Exercise –
How many lines in the data below have the string "StreamingSearchEngine"? Reply with the number alone.

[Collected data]
= Beginning of Section =
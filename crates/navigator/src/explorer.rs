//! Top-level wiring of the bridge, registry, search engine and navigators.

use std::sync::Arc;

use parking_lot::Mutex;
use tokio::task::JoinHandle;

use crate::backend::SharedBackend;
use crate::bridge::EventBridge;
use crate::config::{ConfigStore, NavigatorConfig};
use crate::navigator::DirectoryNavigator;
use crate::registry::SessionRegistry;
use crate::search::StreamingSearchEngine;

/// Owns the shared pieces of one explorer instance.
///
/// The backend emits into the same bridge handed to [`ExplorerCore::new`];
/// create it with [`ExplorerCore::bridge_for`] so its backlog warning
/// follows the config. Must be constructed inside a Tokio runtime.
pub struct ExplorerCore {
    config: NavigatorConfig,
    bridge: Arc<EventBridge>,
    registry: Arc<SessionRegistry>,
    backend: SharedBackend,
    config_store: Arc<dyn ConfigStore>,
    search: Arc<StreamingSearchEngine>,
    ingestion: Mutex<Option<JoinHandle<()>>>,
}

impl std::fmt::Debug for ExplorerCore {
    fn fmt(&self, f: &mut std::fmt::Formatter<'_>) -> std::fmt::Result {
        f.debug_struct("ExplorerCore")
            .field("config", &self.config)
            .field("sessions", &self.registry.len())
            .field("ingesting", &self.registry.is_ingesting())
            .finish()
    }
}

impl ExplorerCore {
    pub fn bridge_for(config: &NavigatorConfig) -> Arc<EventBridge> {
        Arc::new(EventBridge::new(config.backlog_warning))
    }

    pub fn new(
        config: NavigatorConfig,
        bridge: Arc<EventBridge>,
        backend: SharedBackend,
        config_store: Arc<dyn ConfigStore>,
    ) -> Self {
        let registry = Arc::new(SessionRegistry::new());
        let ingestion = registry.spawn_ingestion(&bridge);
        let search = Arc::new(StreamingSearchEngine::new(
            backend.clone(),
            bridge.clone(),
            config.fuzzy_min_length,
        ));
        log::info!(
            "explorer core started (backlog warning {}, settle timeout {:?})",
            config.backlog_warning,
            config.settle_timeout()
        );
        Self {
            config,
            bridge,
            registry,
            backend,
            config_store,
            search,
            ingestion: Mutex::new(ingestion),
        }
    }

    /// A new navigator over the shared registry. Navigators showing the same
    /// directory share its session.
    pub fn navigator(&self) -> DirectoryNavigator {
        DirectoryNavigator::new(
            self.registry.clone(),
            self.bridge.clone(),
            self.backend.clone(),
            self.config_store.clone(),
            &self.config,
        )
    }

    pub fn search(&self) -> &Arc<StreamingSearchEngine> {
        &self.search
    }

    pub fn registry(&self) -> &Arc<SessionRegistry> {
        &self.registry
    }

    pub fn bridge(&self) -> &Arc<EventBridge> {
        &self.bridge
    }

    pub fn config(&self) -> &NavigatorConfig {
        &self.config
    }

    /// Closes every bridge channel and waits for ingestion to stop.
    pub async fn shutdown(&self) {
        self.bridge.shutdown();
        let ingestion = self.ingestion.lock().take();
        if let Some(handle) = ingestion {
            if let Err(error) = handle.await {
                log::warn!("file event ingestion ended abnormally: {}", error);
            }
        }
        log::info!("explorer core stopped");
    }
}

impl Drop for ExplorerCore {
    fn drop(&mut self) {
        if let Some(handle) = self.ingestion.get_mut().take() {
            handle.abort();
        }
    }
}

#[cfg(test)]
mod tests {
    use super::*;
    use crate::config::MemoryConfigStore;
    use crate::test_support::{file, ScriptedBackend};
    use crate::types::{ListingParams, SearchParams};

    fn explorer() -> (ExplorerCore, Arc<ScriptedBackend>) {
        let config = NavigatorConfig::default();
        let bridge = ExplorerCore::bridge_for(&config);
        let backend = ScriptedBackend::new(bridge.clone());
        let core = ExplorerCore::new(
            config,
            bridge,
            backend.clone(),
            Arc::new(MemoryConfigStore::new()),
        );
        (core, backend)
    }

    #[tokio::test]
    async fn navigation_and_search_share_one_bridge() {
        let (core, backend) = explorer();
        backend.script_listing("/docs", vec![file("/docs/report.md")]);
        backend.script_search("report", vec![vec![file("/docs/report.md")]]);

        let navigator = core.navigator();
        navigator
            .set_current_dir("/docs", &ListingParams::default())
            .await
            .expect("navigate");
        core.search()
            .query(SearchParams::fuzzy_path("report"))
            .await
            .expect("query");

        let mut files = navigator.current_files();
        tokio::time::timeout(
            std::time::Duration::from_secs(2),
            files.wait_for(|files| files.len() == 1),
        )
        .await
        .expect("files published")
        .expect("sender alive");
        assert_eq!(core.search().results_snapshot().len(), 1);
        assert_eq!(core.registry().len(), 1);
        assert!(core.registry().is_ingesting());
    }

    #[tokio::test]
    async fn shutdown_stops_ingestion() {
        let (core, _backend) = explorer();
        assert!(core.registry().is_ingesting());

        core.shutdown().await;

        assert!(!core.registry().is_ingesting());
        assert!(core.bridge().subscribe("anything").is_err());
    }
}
= End of Section =
Answer to this exercise –
4